When no template is specified, the raw Vault secret data is passed directly to the format handler.
Template functions¶
In addition to the standard Go template functions, dotvault provides:
| Function | Signature | Description |
|---|---|---|
env |
env(key) |
Look up an environment variable |
base64encode |
base64encode(s) |
Base64-encode a string |
base64decode |
base64decode(s) |
Base64-decode a string |
default |
default(fallback, val) |
Return val if non-empty, otherwise fallback |
quote |
quote(s) |
Shell-safe single quoting |
The default function follows the Sprig convention where the fallback comes first, enabling idiomatic piping:
Examples by format¶
YAML¶
Sync a GitHub CLI credential into ~/.config/gh/hosts.yml:
rules:
- name: gh
vault_key: "gh"
target:
path: "~/.config/gh/hosts.yml"
format: yaml
template: |
github.com:
oauth_token: "{{ .oauth_token }}"
user: "{{ .user }}"
git_protocol: https
If the user already has other entries in hosts.yml (e.g. for GitHub Enterprise), those entries are preserved. Only the github.com key is merged.

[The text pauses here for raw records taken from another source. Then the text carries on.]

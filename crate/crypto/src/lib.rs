pub use error::{
    CryptoError,
    result::{CryptoResult, CryptoResultHelper},
};

pub mod certificate;
pub mod der;
mod error;
pub mod keys;
pub mod xmldsig;
use openssl::{
    bn::BigNum,
    dsa::DsaSig,
    pkey::{PKey, Public},
    sign::Verifier,
};
use tracing::debug;

use crate::{
    CryptoError,
    error::result::CryptoResult,
    keys::{DigestAlgorithm, KeyAlgorithm},
};

pub const DSIG_NAMESPACE: &str = "http://www.w3.org/2000/09/xmldsig#";

pub const C14N_INCLUSIVE: &str = "http://www.w3.org/TR/2001/REC-xml-c14n-20010315";
pub const C14N_INCLUSIVE_WITH_COMMENTS: &str =
    "http://www.w3.org/TR/2001/REC-xml-c14n-20010315#WithComments";
pub const C14N_EXCLUSIVE: &str = "http://www.w3.org/2001/10/xml-exc-c14n#";
pub const C14N_EXCLUSIVE_WITH_COMMENTS: &str = "http://www.w3.org/2001/10/xml-exc-c14n#WithComments";

pub const TRANSFORM_ENVELOPED_SIGNATURE: &str =
    "http://www.w3.org/2000/09/xmldsig#enveloped-signature";

pub const DIGEST_SHA1: &str = "http://www.w3.org/2000/09/xmldsig#sha1";
pub const DIGEST_SHA256: &str = "http://www.w3.org/2001/04/xmlenc#sha256";
pub const DIGEST_SHA512: &str = "http://www.w3.org/2001/04/xmlenc#sha512";

pub const SIGNATURE_RSA_SHA1: &str = "http://www.w3.org/2000/09/xmldsig#rsa-sha1";
pub const SIGNATURE_RSA_SHA256: &str = "http://www.w3.org/2001/04/xmldsig-more#rsa-sha256";
pub const SIGNATURE_RSA_SHA512: &str = "http://www.w3.org/2001/04/xmldsig-more#rsa-sha512";
pub const SIGNATURE_DSA_SHA1: &str = "http://www.w3.org/2000/09/xmldsig#dsa-sha1";

pub fn digest_from_uri(uri: &str) -> CryptoResult<DigestAlgorithm> {
    match uri {
        DIGEST_SHA1 => Ok(DigestAlgorithm::Sha1),
        DIGEST_SHA256 => Ok(DigestAlgorithm::Sha256),
        DIGEST_SHA512 => Ok(DigestAlgorithm::Sha512),
        other => Err(CryptoError::NotSupported(format!(
            "unknown digest method: {other}"
        ))),
    }
}

#[must_use]
pub const fn digest_uri(digest: DigestAlgorithm) -> &'static str {
    match digest {
        DigestAlgorithm::Sha1 => DIGEST_SHA1,
        DigestAlgorithm::Sha256 => DIGEST_SHA256,
        DigestAlgorithm::Sha512 => DIGEST_SHA512,
    }
}

#[derive(Debug, Clone, Copy, PartialEq, Eq)]
pub enum SignatureMethod {
    RsaSha1,
    RsaSha256,
    RsaSha512,
    DsaSha1,
}

impl SignatureMethod {
    pub fn from_uri(uri: &str) -> CryptoResult<Self> {
        match uri {
            SIGNATURE_RSA_SHA1 => Ok(Self::RsaSha1),
            SIGNATURE_RSA_SHA256 => Ok(Self::RsaSha256),
            SIGNATURE_RSA_SHA512 => Ok(Self::RsaSha512),
            SIGNATURE_DSA_SHA1 => Ok(Self::DsaSha1),
            other => Err(CryptoError::NotSupported(format!(
                "unknown signature method: {other}"
            ))),
        }
    }

    #[must_use]
    pub const fn uri(self) -> &'static str {
        match self {
            Self::RsaSha1 => SIGNATURE_RSA_SHA1,
            Self::RsaSha256 => SIGNATURE_RSA_SHA256,
            Self::RsaSha512 => SIGNATURE_RSA_SHA512,
            Self::DsaSha1 => SIGNATURE_DSA_SHA1,
        }
    }

    #[must_use]
    pub const fn key_algorithm(self) -> KeyAlgorithm {
        match self {
            Self::DsaSha1 => KeyAlgorithm::Dsa,
            _ => KeyAlgorithm::Rsa,
        }
    }

    #[must_use]
    pub const fn digest(self) -> DigestAlgorithm {
        match self {
            Self::RsaSha1 | Self::DsaSha1 => DigestAlgorithm::Sha1,
            Self::RsaSha256 => DigestAlgorithm::Sha256,
            Self::RsaSha512 => DigestAlgorithm::Sha512,
        }
    }

    /// Verify a `SignatureValue` over `data`.
    ///
    /// A signature value that cannot even be decoded is reported as invalid.
    /// DSA values are the concatenation of `r` and `s`.
    pub fn verify(
        self,
        public_key: &PKey<Public>,
        data: &[u8],
        signature_value: &[u8],
    ) -> CryptoResult<bool> {
        let signature = match self {
            Self::DsaSha1 => match dsa_signature_to_der(signature_value) {
                Ok(der) => der,
                Err(e) => {
                    debug!("undecodable DSA signature value: {e}");
                    return Ok(false);
                }
            },
            _ => signature_value.to_vec(),
        };
        let mut verifier = Verifier::new(self.digest().message_digest(), public_key)?;
        verifier.update(data)?;
        Ok(verifier.verify(&signature).unwrap_or_else(|e| {
            debug!("signature verification error: {e}");
            false
        }))
    }
}

fn dsa_signature_to_der(value: &[u8]) -> CryptoResult<Vec<u8>> {
    if value.is_empty() || value.len() % 2 != 0 {
        return Err(CryptoError::ConversionError(format!(
            "a DSA signature value of {} bytes cannot be split into r and s",
            value.len()
        )));
    }
    let (r, s) = value.split_at(value.len() / 2);
    let signature = DsaSig::from_private_components(BigNum::from_slice(r)?, BigNum::from_slice(s)?)?;
    Ok(signature.to_der()?)
}

#[derive(Debug, Clone, Copy, PartialEq, Eq)]
pub enum Transform {
    EnvelopedSignature,
    Canonicalization(super::c14n::CanonicalizationMethod),
}

impl Transform {
    pub fn from_uri(uri: &str) -> CryptoResult<Self> {
        if uri == TRANSFORM_ENVELOPED_SIGNATURE {
            return Ok(Self::EnvelopedSignature);
        }
        super::c14n::CanonicalizationMethod::from_uri(uri)
            .map(Self::Canonicalization)
            .map_err(|_| CryptoError::NotSupported(format!("unsupported transform: {uri}")))
    }
}

#[expect(clippy::unwrap_used)]
#[cfg(test)]
mod tests {
    use openssl::{dsa::Dsa, hash::MessageDigest, sign::Signer};

    use super::*;

    #[test]
    fn test_uris() {
        for method in [
            SignatureMethod::RsaSha1,
            SignatureMethod::RsaSha256,
            SignatureMethod::RsaSha512,
            SignatureMethod::DsaSha1,
        ] {
            assert_eq!(SignatureMethod::from_uri(method.uri()).unwrap(), method);
        }
        assert_eq!(
            digest_from_uri(DIGEST_SHA256).unwrap(),
            DigestAlgorithm::Sha256
        );
        SignatureMethod::from_uri("urn:unknown").unwrap_err();
        assert_eq!(
            Transform::from_uri(TRANSFORM_ENVELOPED_SIGNATURE).unwrap(),
            Transform::EnvelopedSignature
        );
        Transform::from_uri(C14N_EXCLUSIVE).unwrap_err();
    }

    #[test]
    fn test_dsa_verify() {
        let dsa = Dsa::generate(1024).unwrap();
        let private_key = PKey::from_dsa(dsa).unwrap();
        let public_key =
            PKey::public_key_from_der(&private_key.public_key_to_der().unwrap()).unwrap();

        let mut signer = Signer::new(MessageDigest::sha1(), &private_key).unwrap();
        signer.update(b"data").unwrap();
        let der = signer.sign_to_vec().unwrap();
        let signature = DsaSig::from_der(&der).unwrap();
        let mut raw = vec![0_u8; 40];
        let r = signature.r().to_vec();
        let s = signature.s().to_vec();
        raw[20 - r.len()..20].copy_from_slice(&r);
        raw[40 - s.len()..].copy_from_slice(&s);

        assert!(
            SignatureMethod::DsaSha1
                .verify(&public_key, b"data", &raw)
                .unwrap()
        );
        assert!(
            !SignatureMethod::DsaSha1
                .verify(&public_key, b"other", &raw)
                .unwrap()
        );
        assert!(
            !SignatureMethod::DsaSha1
                .verify(&public_key, b"data", &raw[..39])
                .unwrap()
        );
    }
}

Vault secret (kv/data/users/jane/gh):
Result (merged with existing file):
github.com:
oauth_token: "ghp_xxxx"
user: "jane"
git_protocol: https
github.enterprise.com:
oauth_token: "gho_yyyy" # preserved from existing file
JSON¶
Sync database credentials into a JSON config file:
rules:
- name: db-config
vault_key: "db"
target:
path: "~/.myapp/config.json"
format: json
template: |
{
"database": {
"host": "{{ .host | default "localhost" }}",
"port": {{ .port | default "5432" }},
"username": "{{ .username }}",
"password": "{{ .password }}"
}
}
Vault secret:
Result (merged with existing file):
{
"database": {
"host": "db.internal",
"port": 5432,
"username": "jane",
"password": "s3cret"
},
"logging": {
"level": "info"
}
}
The logging section from the existing file is preserved.
TOML¶
Sync credentials into a TOML configuration:
rules:
- name: cargo-registry
vault_key: "cargo"
target:
path: "~/.cargo/credentials.toml"
format: toml
template: |
[registries.my-registry]
token = "{{ .token }}"
Vault secret:
Result:
[registries.my-registry]
token = "cargo_xxxxxxxxxxxx"
[registries.crates-io]
token = "existing_token" # preserved from existing file
INI¶
Sync AWS credentials into ~/.aws/credentials:
rules:
- name: aws-creds
vault_key: "aws"
target:
path: "~/.aws/credentials"
format: ini
template: |
[default]
aws_access_key_id = {{ .access_key }}
aws_secret_access_key = {{ .secret_key }}
Vault secret:
Result (merged with existing file):
[default]
aws_access_key_id = AKIAXXXXXXXX
aws_secret_access_key = wJalrXxxxxxxxx
[profile staging]
aws_access_key_id = AKIA_OTHER # preserved from existing file
aws_secret_access_key = other_key
Netrc¶
Sync machine credentials into ~/.netrc:
rules:
- name: netrc
vault_key: "netrc"
target:
path: "~/.netrc"
format: netrc
template: |
machine github.com
login {{ .user }}
password {{ .oauth_token }}
Vault secret:
Result (merged with existing file):
Entries are merged by machine name. The existing gitlab.com entry is preserved.
Text (plain)¶
Sync a private key or certificate:
rules:
- name: ssh-key
vault_key: "ssh"
target:
path: "~/.ssh/id_ed25519"
format: text
template: "{{ .private_key }}"
Vault secret:
Text format uses full replacement — the entire file content is overwritten. This is appropriate for opaque blobs like private keys and certificates where merging is not meaningful.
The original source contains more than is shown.